In a forum like this, the important thing isn't spelling, it's whether what is typed is understandable. Of course, lots of errors do make a poster look uneducated--but all I can say is, if you can't stand misspellings, don't read the forums... it doesn't change.
Yes, you are certainly superior to those OTHER people!
I know this is a type-quick, first impressions kind of forum, but repeated misspellings are distracting and do make the poster look uneducated, as JayEll points out. Spell check won't catch all grammatical errors, even though it's more sophisticated than it used to be. There's no substitute for learning the spelling and grammar rules they were supposed to teach you in HS and it will make you more credible to others.

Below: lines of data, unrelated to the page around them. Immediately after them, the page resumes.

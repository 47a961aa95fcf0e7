/// Platform admin endpoints
///
/// Admin access is a flag on the user, not a role in any account. These
/// routes resolve no account and read any account by id.
///
/// # Endpoints
///
/// - `GET /v1/admin/accounts/:account_id` - Inspect an account and its members

use crate::{
    app::AppState,
    error::{ApiError, ApiResult},
    extract::ApiPath,
    routes::members::MemberResponse,
};
use axum::{extract::State, Extension, Json};
use chrono::{DateTime, Utc};
use reviewdesk_shared::auth::resolver::ResolvedContext;
use serde::Serialize;
use uuid::Uuid;

/// Admin view of an account
#[derive(Debug, Serialize)]
pub struct AdminAccountResponse {
    pub id: Uuid,
    pub name: String,
    pub plan: String,
    pub user_limit: i32,
    pub created_by: Option<Uuid>,
    pub created_at: DateTime<Utc>,
    pub updated_at: DateTime<Utc>,
    pub members: Vec<MemberResponse>,
}

/// Returns an account with its members
pub async fn get_account(
    State(state): State<AppState>,
    Extension(ctx): Extension<ResolvedContext>,
    ApiPath(account_id): ApiPath<Uuid>,
) -> ApiResult<Json<AdminAccountResponse>> {
    let account = state
        .accounts
        .find_account(account_id)
        .await?
        .ok_or_else(|| ApiError::NotFound("Account not found".to_string()))?;

    let members = state.accounts.list_members(account_id).await?;

    tracing::info!(admin_id = %ctx.user_id(), %account_id, "Admin viewed account");

    Ok(Json(AdminAccountResponse {
        id: account.id,
        name: account.name,
        plan: account.plan,
        user_limit: account.user_limit,
        created_by: account.created_by,
        created_at: account.created_at,
        updated_at: account.updated_at,
        members: members.into_iter().map(MemberResponse::from).collect(),
    }))
}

Bubalooslzzy, you don't have to be obnoxious to make your point.
I think this is a forum for people to express their thoughts and/opinions on a particular topic for fun of it. I don't think people should critique it like we are trying to obtain a college education. But I guess if it make you feel better to make it known that you can write and/or spell you should take that superior personality to another forum with like minded people. And remember an occasional misspelling is not an indication of one’s intelligence.
Sometimes obnoxious is necessary to make a point. I used to think good spelling was linked to intelligence, but have encountered people of obvious "smarts" that can't spell.
Still, I can't help but find it really irritating when I see the same errors being made over and over. How can people not understand contractions, or the difference between "loose" and "lose"?
Obnoxious is never necessary to make a point. All it does is make you look low class. I never take rude posts as seriously as one written by someone with a vocabulary.
I didn't say good spelling indicated intelligence, just education. How those two link up is a matter of diverse opinion!
@Bubbalooslzzy - so you're of the opinion that poor spelling or grammar is bad form while off-topic rants and ad hominems are good form? Are you sure you've thought this through?
Wow BubaloosIzzy. That really got them fired up didn't it?
 People, move more and eat less.
@theotherguy1234: I agree, your body does not want to be fat. I'm thinking these women did not maintain a weight loss plan after getting lipo. so, the moral of the story is Stick to the diet once the lipo is done!
READ THE ARTICLE. These women were not 'fat.'
FYI- spellcheck doesn't work!! Nice response to Rick though. Come on, Rick!! You are really a lonely little hobbit that only writes in when the Penthouse Forum is down,huh?! JayEll, you are right! I woke up kind of cranky today and took it out on people that were only trying to be helpful, but that's the charm of me!! Anyhoo, suck a dick!!
bacchae - Thank you for finally pointing this out. The "glycogen in fat cells" troll was driving me crazy. THERE IS NO GLYCOGEN IN FAT CELLS!!
This study was on NON obese women. On obese people, with excess fat, liposuction will always be an effective tool. Apparently this study is missing a common sense factor. Nothing new there....
I am sure they used non-obese women to prove their theory. I do not believe the study would have been effective if they had use an obese person who already has fat distributed over their body. I believe this study because I had liposuction only to notice approximately a year or so later across my chest was wider and my arms have hanging flab you would not believe. So I know for a fact that fat deposits itself in other parts of the body however, like someone previously said, you must also undergo a lifestyle change after liposuction.
I had lipo about 2 years ago. I had a BMI of 21 and no matter how much I dieted or exercised, I could not get rid of two pouches of fat on the top of my hips. My mother had the same problem. The doc removed 400ccs of fat from each side and finally my hips looked perfect. Several months later, my arms and my tummy, which had always been lean, began to get a little soft. Now all of the diet and exercise in the world will not get rid of the fat pouch on my tummy. More lipo? I think not.